Rejoice in our confident hope. Be patient in trouble, and keep on praying. [Romans 12:12 (NLT)]

Let all that I am wait quietly before God, for my hope is in him. He alone is my rock and my salvation, my fortress where I will not be shaken. [Psalm 62:5-6 (NLT)]

northern mockingbirdA family of mockingbirds has moved into a nearby bush and they frequently serenade us from their vast repertoire of songs. Hearing their exuberant and joyful warbles is a perfect antidote to the sameness of life during this pandemic. While being charmed by their avian concerts, I thought of Emily Dickenson’s poem “‘Hope’ is a thing with feathers.”

What exactly is hope? In the world’s view, hope is like wishful thinking: an “I don’t know what will happen tomorrow, but I hope it will be something good!” attitude. We hope for a cure, a job, a raise, or a phone call without knowing if we’ll receive them. Worldly hope can fail us—the cure isn’t found, the job falls through, the raise doesn’t materialize, or the phone doesn’t ring. We live in a fallen world where we will be disappointed and our hopes often are dashed.

Biblical hope, however, never disappoints because it is based on God’s promises; it is confident that something will come to pass because God has promised it! We may hope our circumstances will improve while knowing they might not but that uncertainty about our circumstances or how God will answer our prayers doesn’t mean we don’t have hope. Ours is a living hope; while it looks to the future, it is grounded in the present. We put our trust in God because His promises became a reality in Jesus. We don’t have to dream of a better life tomorrow because Jesus had given us a better life today. Our Christian hope is a confident expectation that God will work “for the good of those who love God and are called according to his purpose for them.” [Romans 8:28] It tells us that eventually God will deliver us and that our salvation is secure.

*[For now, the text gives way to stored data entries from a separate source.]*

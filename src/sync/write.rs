//! Copyright (c) 2025, Kirky.X
//!
//! MIT License
//!
//! 该模块定义了写同步器：对象转属性表、标识符解析、
//! 序列化后立即写入或入队管道。

use super::{SyncContext, WriteDispatch};
use crate::entity::{AttrMap, AttrValue, CacheEntity};
use crate::error::Result;
use crate::key::{compose_key, is_blank, render_id};
use crate::metrics::GLOBAL_METRICS;
use crate::target::Target;
use tracing::{debug, warn};

/// 写同步（add_object）
///
/// 逐个解析目标：转属性表、从表中按标识符属性名取出标识符，
/// 交给 [`set_store_data`] 派发。转换得不到属性表的目标静默
/// 跳过并计数。
///
/// # 参数
///
/// * `dispatch` - 写派发方式（立即或管道）
/// * `ctx` - 操作上下文
/// * `target` - 单个或集合目标
pub async fn add_object<T: CacheEntity>(
    dispatch: &mut WriteDispatch<'_>,
    ctx: &SyncContext<'_>,
    target: Target<&T>,
) -> Result<()> {
    for item in target {
        let map = match item.to_attr_map() {
            Some(map) if !map.is_empty() => map,
            _ => {
                GLOBAL_METRICS.record_skip(ctx.alias, "add", "no_map");
                debug!(alias = ctx.alias, "skip add: item yields no attribute map");
                continue;
            }
        };
        let id = map.get(ctx.id_attr).cloned();
        set_store_data(dispatch, ctx, &map, id.as_ref()).await?;
    }
    Ok(())
}

/// 写入一份属性表
///
/// 别名空白、属性表为空或标识符缺失时整体不产生任何变更
/// （无操作而非错误），并记录跳过计数。其余情况序列化键值后
/// 按派发方式写出；传输层故障原样传播。对同一键重复写入相同
/// 内容遵循最后写入者生效，无可观测差异。
pub async fn set_store_data(
    dispatch: &mut WriteDispatch<'_>,
    ctx: &SyncContext<'_>,
    map: &AttrMap,
    id: Option<&AttrValue>,
) -> Result<()> {
    if is_blank(ctx.alias) {
        GLOBAL_METRICS.record_skip(ctx.alias, "add", "blank_alias");
        debug!("skip add: blank alias");
        return Ok(());
    }
    if map.is_empty() {
        GLOBAL_METRICS.record_skip(ctx.alias, "add", "empty_map");
        debug!(alias = ctx.alias, "skip add: empty attribute map");
        return Ok(());
    }
    let id = match id {
        Some(value) if !value.is_null() => value,
        _ => {
            GLOBAL_METRICS.record_skip(ctx.alias, "add", "null_id");
            debug!(
                alias = ctx.alias,
                id_attr = ctx.id_attr,
                "skip add: identifier is null"
            );
            return Ok(());
        }
    };
    if render_id(id).is_empty() {
        GLOBAL_METRICS.record_skip(ctx.alias, "add", "empty_id_render");
        warn!(alias = ctx.alias, "identifier renders empty, degenerate cache key");
    }

    let key = compose_key(ctx.alias, id);
    let key_bytes = ctx.codec.key_to_bytes(&key);
    let value_bytes = ctx.codec.value_to_bytes(map)?;

    match dispatch {
        WriteDispatch::Direct(store) => {
            debug!(key = %key, "set store data");
            store.set(&key_bytes, value_bytes).await?;
            GLOBAL_METRICS.record_op(ctx.alias, "add", "direct");
        }
        WriteDispatch::Pipelined(pipeline) => {
            debug!(key = %key, "enqueue store data");
            pipeline.enqueue_set(key_bytes, value_bytes);
            GLOBAL_METRICS.record_op(ctx.alias, "add", "pipelined");
        }
    }
    Ok(())
}
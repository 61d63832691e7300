//! Copyright (c) 2025, Kirky.X
//!
//! MIT License
//!
//! 该模块定义了同步层的错误类型和处理机制。

use thiserror::Error;

/// 同步层错误类型枚举
///
/// 数据形态问题（空别名、空标识符、空属性表）不属于错误，
/// 同步操作对其静默跳过；此处只描述基础设施类故障。
#[derive(Error, Debug)]
pub enum SyncError {
    /// 序列化错误
    #[error("Serialization error: {0}")]
    Serialization(String),

    /// 配置错误
    #[error("Configuration error: {0}")]
    Configuration(String),

    /// 存储后端操作失败
    #[error("Backend error: {0}")]
    BackendError(String),

    /// Redis错误
    #[error("Redis error: {0}")]
    RedisError(#[from] redis::RedisError),

    /// IO错误
    #[error("IO error: {0}")]
    IoError(#[from] std::io::Error),

    /// 超时错误
    #[error("Timeout error: {0}")]
    Timeout(String),
}

/// 同步操作结果类型别名
///
/// 简化错误处理，所有同步操作都返回此类型
pub type Result<T> = std::result::Result<T, SyncError>;
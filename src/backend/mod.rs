//! Copyright (c) 2025, Kirky.X
//!
//! MIT License
//!
//! 该模块定义了键值存储边界：直接读写的存储接口与
//! 延迟批量写入的管道接口。

pub mod memory;
pub mod redis;

use crate::error::Result;
use async_trait::async_trait;

pub use self::memory::{MemoryPipeline, MemoryStore};
pub use self::redis::{RedisPipeline, RedisStore};

/// 存储接口
///
/// 面向字节的键值存储能力。传输层故障原样向调用方传播，
/// 本层不做重试、包装或超时处理。
#[async_trait]
pub trait Store: Send + Sync {
    /// 读取缓存值
    ///
    /// # 参数
    ///
    /// * `key` - 序列化后的缓存键
    ///
    /// # 返回值
    ///
    /// 键不存在时返回 `None`
    async fn get(&self, key: &[u8]) -> Result<Option<Vec<u8>>>;

    /// 写入缓存值
    async fn set(&self, key: &[u8], value: Vec<u8>) -> Result<()>;

    /// 批量读取缓存值
    ///
    /// 返回值与 `keys` 一一对应。默认实现逐键读取，
    /// 支持批量取数的后端应覆盖为单次往返。
    async fn get_many(&self, keys: &[Vec<u8>]) -> Result<Vec<Option<Vec<u8>>>> {
        let mut values = Vec::with_capacity(keys.len());
        for key in keys {
            values.push(self.get(key).await?);
        }
        Ok(values)
    }
}

/// 管道接口
///
/// 入队的set操作保持FIFO顺序，flush时机由调用方掌控，
/// 不属于同步层。单个管道句柄假定单写者驱动。
pub trait Pipeline: Send {
    /// 入队一个set操作（延迟执行）
    fn enqueue_set(&mut self, key: Vec<u8>, value: Vec<u8>);

    /// 当前已入队未刷出的操作数
    fn len(&self) -> usize;

    /// 是否没有待刷出的操作
    fn is_empty(&self) -> bool {
        self.len() == 0
    }
}
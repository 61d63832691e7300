//! Copyright (c) 2025, Kirky.X
//!
//! MIT License
//!
//! 该模块定义了读同步器：按缓存键批量取回属性表，
//! 并将其条件合并进目标对象。

use super::SyncContext;
use crate::backend::Store;
use crate::entity::{AttrMap, CacheEntity};
use crate::error::Result;
use crate::key::{compose_key, render_id};
use crate::metrics::GLOBAL_METRICS;
use crate::target::Target;
use tracing::{debug, warn};

/// 读同步（select）
///
/// 逐个解析目标：读取标识符属性、拼接缓存键，然后对全部
/// 已解析的键执行一次批量取数，再按过滤列表裁剪并条件合并
/// 进各自的目标对象。标识符缺失的目标静默跳过并计数；
/// 缓存未命中不合并任何属性，也不报错。
///
/// # 参数
///
/// * `store` - 存储句柄
/// * `ctx` - 操作上下文
/// * `target` - 单个或集合目标（可变借用）
pub async fn select<T: CacheEntity>(
    store: &dyn Store,
    ctx: &SyncContext<'_>,
    target: Target<&mut T>,
) -> Result<()> {
    let mut resolved: Vec<(&mut T, Vec<u8>)> = Vec::new();

    for item in target {
        let id = match item.attr(ctx.id_attr) {
            Some(value) if !value.is_null() => value,
            _ => {
                GLOBAL_METRICS.record_skip(ctx.alias, "select", "null_id");
                debug!(
                    alias = ctx.alias,
                    id_attr = ctx.id_attr,
                    "skip select: identifier attribute is null"
                );
                continue;
            }
        };
        if render_id(&id).is_empty() {
            GLOBAL_METRICS.record_skip(ctx.alias, "select", "empty_id_render");
            warn!(alias = ctx.alias, "identifier renders empty, degenerate cache key");
        }
        let key = compose_key(ctx.alias, &id);
        resolved.push((item, ctx.codec.key_to_bytes(&key)));
    }

    if resolved.is_empty() {
        return Ok(());
    }

    // 一次批量往返取回全部键，合并语义仍然按目标逐个进行
    let keys: Vec<Vec<u8>> = resolved.iter().map(|(_, key)| key.clone()).collect();
    let fetched = store.get_many(&keys).await?;

    let prefix = ctx.key_prefix();
    for ((item, _), raw) in resolved.into_iter().zip(fetched) {
        let raw = match raw {
            Some(raw) => raw,
            None => {
                GLOBAL_METRICS.record_op(ctx.alias, "select", "miss");
                continue;
            }
        };
        let cached = ctx.codec.value_from_bytes(&raw)?;
        let cached = restrict(cached, ctx.filter_attrs);
        item.merge_cached(&cached, &prefix);
        GLOBAL_METRICS.record_op(ctx.alias, "select", "hit");
    }
    Ok(())
}

/// 按过滤列表裁剪取回的属性表，空列表表示全部保留
fn restrict(cached: AttrMap, filter_attrs: &[&str]) -> AttrMap {
    if filter_attrs.is_empty() {
        return cached;
    }
    let mut restricted = AttrMap::new();
    for name in filter_attrs {
        if let Some(value) = cached.get(*name) {
            restricted.insert((*name).to_string(), value.clone());
        }
    }
    restricted
}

Although raised in a Christian family, Emily Dickenson never made a public profession of faith in Jesus, explaining, “I feel that the world holds a predominant place in my affections. I do not feel that I could give up all for Christ, were I called to die.” She was, perhaps, more honest than many of us. Nevertheless, several of her poems reveal her Christian roots. I think she understood a Christian’s hope in her metaphor of hope as a bird. Just as a bird perches on a branch, hope rests in our soul. Like a bird, Christian hope sings its pleasing song endlessly and, undeterred by hardship, hope’s song sounds sweetest in a storm. The bird’s song can be heard from the coldest land to the strangest sea and Christian hope can be found from the bleakest of conditions to the most inexplicable of situations. Even in the harshest circumstances, the bird never asked anything of Dickenson and our hope, the hope offered by Christ, asks nothing of us. We can’t earn it or buy it; it is there for the asking if only we believe!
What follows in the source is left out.